- There appears to be a mixed impact on Africa’s tech ecosystem due to the collapse.
- If ripple effects are not yet fully apparent, observers believe that the long-term implications could be more significant.
- Calls to protect African businesses through reduced reliance on foreign capital have since emerged.
The collapse of Silicon Valley Bank (SVB) last week has sent shockwaves through the tech industry as the largest lender to venture capital funds suddenly seized up.
Ever since its establishment in the early 1980s, SVB – the 16th largest bank in America – has played a fundamental role in the development of the influential Silicon Valley ecosystem by providing crucial financial support to start-ups and investors alike.
What really led to the SVB’s downfall?
During the Covid-19 pandemic, SVB found itself inundated with deposits, which it invested in US bonds and mortgage-backed securities with a fixed return. However, the recent rise in interest rates led to a decline in the value of its assets.
As economic conditions worsened, Silicon Valley firms began to withdraw their deposits from the bank, leading SVB to sell off its bonds at a significant loss and dilute its stock. That ultimately led to a run on the bank as clients withdrew their funds in fear of the bank’s stability. The Federal Deposit Insurance Corporation (FDIC) was forced to step in and seize SVB’s assets, leaving many in the tech industry reeling from the sudden collapse.
What effects does the collapse have on Africa’s start-up ecosystem?
There appears to be a mixed impact on Africa’s tech ecosystem due to the collapse. As Nigerian tech journalist Frank Eleanya noted in a recent article for BusinessDay, “Nigerian start-up founders say the impact on the local ecosystem will be minimal,” mainly due to the fact that only a small number banked with SVB.
However, there are some firms that have had dealings with the stricken bank. Chipper Cash, one of Africa’s start-up unicorns (start-ups valued at more than $1bn), is one that might be directly impacted, having received a $100m SVB-led investment in May 2021. No official statement has been released by Chipper Cash regarding how much of that funding is banked in SVB.
Other businesses appear immune. Future Africa, one of the largest Africa-focused venture capital funds, recently assured that its funds have minimal exposure to Silicon Valley Bank. The fund noted, nonetheless, that its team is “working very quickly to build new account relationships with established global banking institutions as soon as funds are available”.
In an interview with BBC Focus on Africa, Tanzanian start-up founder Benjamin Fernandes, founder of cross-border payments firm NALA, said that he managed to withdraw the firm’s money prior to the collapse after hearing of the bank’s struggles. Nevertheless, he bemoaned that some industry contacts in the US had not managed to move their funds in time.
However, he believed that the impact on Africa’s tech sector may be limited given the small number who bank with SVB. Indeed, the difficulty that African start-ups face in opening US bank accounts may have protected the continent from the worst of the fallout, he said.
But if ripple effects are not yet fully apparent, observers believe that the long-term implications could be more significant. Venture capital funds, in particular, may be less willing to take risks in the wake of SVB’s collapse, potentially slowing down start-up funding across the continent after a record-breaking year of $4.8bn raised by the end of 2022.
In a blogpost, Ngozie Dozie the founder of digital finance platform Carbon cautioned of a possible slowdown in investments on the continent, more pulled term-sheets and delays in getting that critical follow-on funding.
A key opportunity to boost local funding for start-ups.
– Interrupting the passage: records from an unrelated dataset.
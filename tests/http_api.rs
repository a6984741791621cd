// HTTP surface contract: stats parameter validation, the 404-when-not-local
// rule, and the events listing round-trip.

use std::sync::Arc;

use async_trait::async_trait;
use tokio::net::TcpListener;

use swarm_autoscaler::events::{EventStore, ScaleEvent};
use swarm_autoscaler::labels::Metric;
use swarm_autoscaler::server::{router, AppState};
use swarm_autoscaler::swarm::LocalStatsProvider;

/// A node that hosts exactly one container, `c1`.
struct StubStats;

#[async_trait]
impl LocalStatsProvider for StubStats {
    async fn local_cpu_percent(&self, container_id: &str, _cpu_quota: f64) -> Option<f64> {
        (container_id == "c1").then_some(42.0)
    }

    async fn local_memory_percent(&self, container_id: &str) -> Option<f64> {
        (container_id == "c1").then_some(55.0)
    }
}

async fn serve() -> (String, Arc<EventStore>, tempfile::TempDir) {
    let dir = tempfile::tempdir().expect("tempdir");
    let (events, _events_rx) =
        EventStore::open(&dir.path().join("events.db"), 1000).expect("open store");

    let app = router(Arc::new(AppState {
        stats: Arc::new(StubStats),
        events: Arc::clone(&events),
    }));
    let listener = TcpListener::bind("127.0.0.1:0").await.expect("bind");
    let addr = listener.local_addr().expect("addr");
    tokio::spawn(async move {
        axum::serve(listener, app).await.expect("serve");
    });
    (format!("http://{addr}"), events, dir)
}

#[tokio::test]
async fn liveness_and_health() {
    let (base, _events, _dir) = serve().await;

    let body = reqwest::get(format!("{base}/")).await.unwrap();
    assert_eq!(body.status(), 200);
    assert_eq!(body.text().await.unwrap(), "Swarm Autoscaler is running");

    let health: serde_json::Value = reqwest::get(format!("{base}/health"))
        .await
        .unwrap()
        .json()
        .await
        .unwrap();
    assert_eq!(health["status"], "ok");
}

#[tokio::test]
async fn stats_parameter_validation() {
    let (base, _events, _dir) = serve().await;

    // id is mandatory
    let resp = reqwest::get(format!("{base}/api/container/stats")).await.unwrap();
    assert_eq!(resp.status(), 400);

    // unknown metric
    let resp = reqwest::get(format!(
        "{base}/api/container/stats?id=c1&metric=disk&cpuLimit=1"
    ))
    .await
    .unwrap();
    assert_eq!(resp.status(), 400);

    // cpu requires cpuLimit
    let resp = reqwest::get(format!("{base}/api/container/stats?id=c1&metric=cpu"))
        .await
        .unwrap();
    assert_eq!(resp.status(), 400);

    // cpuLimit must be numeric
    let resp = reqwest::get(format!(
        "{base}/api/container/stats?id=c1&metric=cpu&cpuLimit=lots"
    ))
    .await
    .unwrap();
    assert_eq!(resp.status(), 400);
}

#[tokio::test]
async fn stats_answers_for_local_containers_only() {
    let (base, _events, _dir) = serve().await;

    let resp = reqwest::get(format!(
        "{base}/api/container/stats?id=c1&metric=cpu&cpuLimit=0.5"
    ))
    .await
    .unwrap();
    assert_eq!(resp.status(), 200);
    let body: serde_json::Value = resp.json().await.unwrap();
    assert_eq!(body["ContainerId"], "c1");
    assert_eq!(body["cpu"], 42.0);
    assert!(body.get("memory").is_none());

    let resp = reqwest::get(format!("{base}/api/container/stats?id=c1&metric=memory"))
        .await
        .unwrap();
    assert_eq!(resp.status(), 200);
    let body: serde_json::Value = resp.json().await.unwrap();
    assert_eq!(body["memory"], 55.0);

    // Not on this node
    let resp = reqwest::get(format!(
        "{base}/api/container/stats?id=c9&metric=cpu&cpuLimit=0.5"
    ))
    .await
    .unwrap();
    assert_eq!(resp.status(), 404);
}

#[tokio::test]
async fn events_listing_and_clearing() {
    let (base, events, _dir) = serve().await;
    events
        .insert_batch(&[
            ScaleEvent::new("id1", "web", 2, 3, "r1", Metric::Cpu, false),
            ScaleEvent::new("id1", "web", 3, 4, "r2", Metric::Cpu, false),
            ScaleEvent::new("id2", "api", 5, 4, "r3", Metric::Memory, false),
        ])
        .expect("seed events");

    let body: serde_json::Value = reqwest::get(format!("{base}/api/events"))
        .await
        .unwrap()
        .json()
        .await
        .unwrap();
    assert_eq!(body["events"].as_array().unwrap().len(), 3);
    // newest first
    assert_eq!(body["events"][0]["service"], "api");

    let body: serde_json::Value = reqwest::get(format!("{base}/api/events?service=web&limit=1"))
        .await
        .unwrap()
        .json()
        .await
        .unwrap();
    let listed = body["events"].as_array().unwrap();
    assert_eq!(listed.len(), 1);
    assert_eq!(listed[0]["service"], "web");

    // a bad limit falls back to the default
    let body: serde_json::Value = reqwest::get(format!("{base}/api/events?limit=lots"))
        .await
        .unwrap()
        .json()
        .await
        .unwrap();
    assert_eq!(body["events"].as_array().unwrap().len(), 3);

    let client = reqwest::Client::new();
    let body: serde_json::Value = client
        .post(format!("{base}/api/events/clear?service=web"))
        .send()
        .await
        .unwrap()
        .json()
        .await
        .unwrap();
    assert_eq!(body["cleared"], 2);
    assert_eq!(body["service"], "web");

    let body: serde_json::Value = reqwest::get(format!("{base}/api/events"))
        .await
        .unwrap()
        .json()
        .await
        .unwrap();
    assert_eq!(body["events"].as_array().unwrap().len(), 1);
}

#[tokio::test]
async fn events_ui_serves_the_dashboard() {
    let (base, _events, _dir) = serve().await;
    let resp = reqwest::get(format!("{base}/events/ui")).await.unwrap();
    assert_eq!(resp.status(), 200);
    let content_type = resp
        .headers()
        .get("content-type")
        .unwrap()
        .to_str()
        .unwrap()
        .to_string();
    assert!(content_type.starts_with("text/html"));
    assert!(resp.text().await.unwrap().contains("Scale Events"));
}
In the wake of the bank’s collapse, founders in Africa have been forced to review their banking options to cushion their start-ups from such eventualities.
As with every financial external shock, calls to protect African businesses through reduced reliance on foreign capital have since emerged.
Expert Investment analyst view SVB’s collapse as an opportunity to strengthen Africa’s start-up ecosystem and encourage greater investment from local sources.
“When we rely on foreign investors, then we expose ourselves to imported problems,” said Dozie, highlighting the need for more local investment in Africa’s burgeoning start-up scene.
Max Cuvellier, founder of the start-up deals database Africa The Big Deal, has reported that 1,400 investors were involved in at least one start-up deal in Africa in 2021-2022. Among them, 36% were from North America, 27% from Africa and 21% from Europe.
As the tech industry grapples with the aftermath of SVB’s collapse, it is clear that the lessons learned from this event will have far-reachingconsequences for start-ups and investors across the continent.